Dear Mr. Kane and Drs. Moffitt and McDonough,

On behalf of the American Association of Neurological Surgeons (AANS), Congress of Neurological Surgeons (CNS) and the AANS/CNS Joint Section on Disorders of the Spine and Peripheral Nerves (DSPN), we write to express our grave concerns regarding Aetna’s coverage policy for CPT code 22853, which governs the use of spine cages in anterior cervical diskectomy and fusion (ACDF) surgery.

While every other commercial payer empowers surgeons and their patients to decide what implants are best suited for their cervical fusion surgery, Aetna remains the sole major commercial insurer that does precisely the opposite. The current Aetna coverage determination policy deprives patients and their surgeons of the ability to choose from various cervical interbody graft options that are either equivalent to or have superior surgical outcomes. After a comprehensive review of the current literature, it has become apparent to the AANS, CNS and DSPN that there is an immediate need for Aetna to reexamine and update its coverage determination policy that currently precludes the use of interbody cages in ACDF cases.

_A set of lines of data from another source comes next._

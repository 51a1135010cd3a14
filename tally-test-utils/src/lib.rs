//! Helpers shared by the tally test suites.

use std::io;
use std::sync::Once;

use tally_result::{Error, Result};
use tally_types::{Row, RowSchema, RowSequence, SequenceCursor, Value};

static INIT: Once = Once::new();

/// Initialize tracing for test binaries. Safe to call multiple times.
///
/// Honors `RUST_LOG` when it parses, otherwise logs at `info`.
pub fn init_tracing_for_tests() {
    INIT.call_once(|| {
        use tracing_subscriber::filter::EnvFilter;
        use tracing_subscriber::fmt;
        let filter = EnvFilter::try_from_default_env().unwrap_or_else(|_| EnvFilter::new("info"));
        fmt()
            .with_env_filter(filter)
            .with_target(false)
            .with_test_writer()
            .init();
    });
}

#[cfg(feature = "auto-init")]
mod auto {
    // Run at binary init time so individual tests don't need to call init.
    use ctor::ctor;

    #[ctor]
    fn init() {
        super::init_tracing_for_tests();
    }
}

/// A row of integers.
pub fn int_row(values: &[i64]) -> Row {
    values.iter().copied().map(Value::Int).collect()
}

/// A `(text, int)` row, the usual shape for grouped aggregation tests.
pub fn keyed_row(key: &str, value: i64) -> Row {
    Row::new(vec![Value::from(key), Value::Int(value)])
}

/// A [`RowSequence`] that yields `rows` and then fails with an I/O error,
/// standing in for a storage-backed source that breaks mid-scan.
pub struct FailingSequence {
    schema: RowSchema,
    rows: Vec<Row>,
    cursor: SequenceCursor,
    closed_count: usize,
}

impl FailingSequence {
    pub fn new(schema: RowSchema, rows: Vec<Row>) -> Self {
        Self {
            schema,
            rows,
            cursor: SequenceCursor::new(),
            closed_count: 0,
        }
    }

    /// How many times `close` has been called.
    pub fn closed_count(&self) -> usize {
        self.closed_count
    }
}

impl RowSequence for FailingSequence {
    fn open(&mut self) -> Result<()> {
        self.cursor.open()
    }

    fn has_next(&mut self) -> Result<bool> {
        self.cursor.position("has_next")?;
        Ok(true)
    }

    fn next(&mut self) -> Result<Row> {
        let pos = self.cursor.position("next")?;
        if pos < self.rows.len() {
            self.cursor.advance(self.rows.len())?;
            return Ok(self.rows[pos].clone());
        }
        Err(Error::Io(io::Error::new(
            io::ErrorKind::UnexpectedEof,
            "page read failed",
        )))
    }

    fn rewind(&mut self) -> Result<()> {
        self.cursor.rewind()
    }

    fn close(&mut self) {
        self.closed_count += 1;
        self.cursor.close();
    }

    fn schema(&self) -> &RowSchema {
        &self.schema
    }
}
//! Pull-based row sequences.
//!
//! Every operator that produces rows exposes them through [`RowSequence`]. A
//! sequence starts `Closed`; [`open`](RowSequence::open) moves it to `Open`,
//! where `has_next`, `next` and `rewind` are valid; [`close`](RowSequence::close)
//! returns it to `Closed`. Calling an iteration method while closed is a
//! protocol violation, and pulling past the last row is
//! [`Error::SequenceExhausted`].

use tally_result::{Error, Result};

use crate::row::Row;
use crate::schema::RowSchema;

/// The open/has-next/next/rewind/close protocol shared by all row producers.
pub trait RowSequence {
    /// Prepare the sequence for iteration. Only valid while closed.
    ///
    /// `close` returns a sequence to the same state it started in, so a closed
    /// sequence may be opened again and iterates from the first row. Sources
    /// that cannot restart should reject the second `open` themselves.
    fn open(&mut self) -> Result<()>;

    /// Whether another row is available.
    fn has_next(&mut self) -> Result<bool>;

    /// The next row. Fails with [`Error::SequenceExhausted`] past the end.
    fn next(&mut self) -> Result<Row>;

    /// Restart from the first row, producing the same rows in the same order.
    fn rewind(&mut self) -> Result<()>;

    /// Release iteration state. Always safe, never fails.
    fn close(&mut self);

    /// Shape of every row this sequence produces.
    fn schema(&self) -> &RowSchema;

    /// Drain the remaining rows of an open sequence.
    fn collect_rows(&mut self) -> Result<Vec<Row>> {
        let mut out = Vec::new();
        while self.has_next()? {
            out.push(self.next()?);
        }
        Ok(out)
    }
}

/// Cursor plus open/closed state, shared by the in-crate sequence
/// implementations so they enforce the protocol identically.
#[derive(Debug, Clone, Default)]
pub struct SequenceCursor {
    position: Option<usize>,
}

impl SequenceCursor {
    pub fn new() -> Self {
        Self::default()
    }

    #[inline]
    pub fn is_open(&self) -> bool {
        self.position.is_some()
    }

    pub fn open(&mut self) -> Result<()> {
        if self.is_open() {
            return Err(Error::protocol("open() called on an already open sequence"));
        }
        self.position = Some(0);
        Ok(())
    }

    /// Current position, or a protocol error naming `method` when closed.
    #[inline]
    pub fn position(&self, method: &str) -> Result<usize> {
        self.position
            .ok_or_else(|| Error::protocol(format!("{method}() called on a closed sequence")))
    }

    /// Return the current position and step past it, failing once `len`
    /// positions have been handed out.
    pub fn advance(&mut self, len: usize) -> Result<usize> {
        let pos = self.position("next")?;
        if pos >= len {
            return Err(Error::SequenceExhausted);
        }
        self.position = Some(pos + 1);
        Ok(pos)
    }

    pub fn rewind(&mut self) -> Result<()> {
        self.position("rewind")?;
        self.position = Some(0);
        Ok(())
    }

    pub fn close(&mut self) {
        self.position = None;
    }
}

/// An in-memory [`RowSequence`] over owned rows.
///
/// Used as a leaf source in tests and wherever rows are already materialized.
#[derive(Debug, Clone)]
pub struct RowBuffer {
    schema: RowSchema,
    rows: Vec<Row>,
    cursor: SequenceCursor,
}

impl RowBuffer {
    pub fn new(schema: RowSchema, rows: Vec<Row>) -> Self {
        Self {
            schema,
            rows,
            cursor: SequenceCursor::new(),
        }
    }

    pub fn rows(&self) -> &[Row] {
        &self.rows
    }
}

impl RowSequence for RowBuffer {
    fn open(&mut self) -> Result<()> {
        self.cursor.open()?;
        tracing::trace!(rows = self.rows.len(), "row buffer opened");
        Ok(())
    }

    fn has_next(&mut self) -> Result<bool> {
        Ok(self.cursor.position("has_next")? < self.rows.len())
    }

    fn next(&mut self) -> Result<Row> {
        let pos = self.cursor.advance(self.rows.len())?;
        Ok(self.rows[pos].clone())
    }

    fn rewind(&mut self) -> Result<()> {
        self.cursor.rewind()
    }

    fn close(&mut self) {
        self.cursor.close();
    }

    fn schema(&self) -> &RowSchema {
        &self.schema
    }
}

#[cfg(test)]
mod tests {
    use super::*;
    use crate::value::{Value, ValueType};

    fn buffer() -> RowBuffer {
        let schema = RowSchema::from_pairs([("a", ValueType::Int)]);
        let rows = (1..=3).map(|i| Row::new(vec![Value::Int(i)])).collect();
        RowBuffer::new(schema, rows)
    }

    #[test]
    fn closed_buffer_rejects_iteration() {
        let mut buf = buffer();
        assert!(matches!(buf.has_next(), Err(Error::Protocol(_))));
        assert!(matches!(buf.next(), Err(Error::Protocol(_))));
        assert!(matches!(buf.rewind(), Err(Error::Protocol(_))));
        buf.close();
    }

    #[test]
    fn drains_then_reports_exhaustion() {
        let mut buf = buffer();
        buf.open().unwrap();
        let rows = buf.collect_rows().unwrap();
        assert_eq!(rows.len(), 3);
        assert!(!buf.has_next().unwrap());
        assert!(matches!(buf.next(), Err(Error::SequenceExhausted)));

        buf.rewind().unwrap();
        assert_eq!(buf.collect_rows().unwrap(), rows);
    }

    #[test]
    fn double_open_is_a_protocol_error() {
        let mut buf = buffer();
        buf.open().unwrap();
        assert!(matches!(buf.open(), Err(Error::Protocol(_))));
        buf.close();
        buf.open().unwrap();
    }

    #[test]
    fn reopening_after_close_starts_from_the_first_row() {
        let mut buf = buffer();
        buf.open().unwrap();
        buf.next().unwrap();
        buf.next().unwrap();
        buf.close();

        buf.open().unwrap();
        assert_eq!(buf.next().unwrap(), Row::new(vec![Value::Int(1)]));
        assert_eq!(buf.collect_rows().unwrap().len(), 2);
    }
}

The offending policy is in Section H (Intervertebral body fusion devices), paragraph 2 of Aetna’s Medical Policy Number 0016, “Back Pain—Invasive Procedures,” which delineates the exclusion of spine cage usage for routine cervical fusion, and states “[s]pine cages are otherwise not considered medically necessary for cervical fusion because they have not been proven more effective than bone graft for this indication” (Emphasis added). Aetna remains the lone major commercial payer that limits polymer or metallic interbody spacers to neoplastic, adjacent segment levels or trauma cases requiring corpectomy, which represent the vast minority of circumstances. A blanket denial of the 22853 in routine ACDFs detrimentally impacts 85-90% of anterior cervical cases.
The AANS, CNS and DSPN strongly contend that this policy unduly confines patient options, particularly in the light of innovations in cage design, material science and biomechanical understanding.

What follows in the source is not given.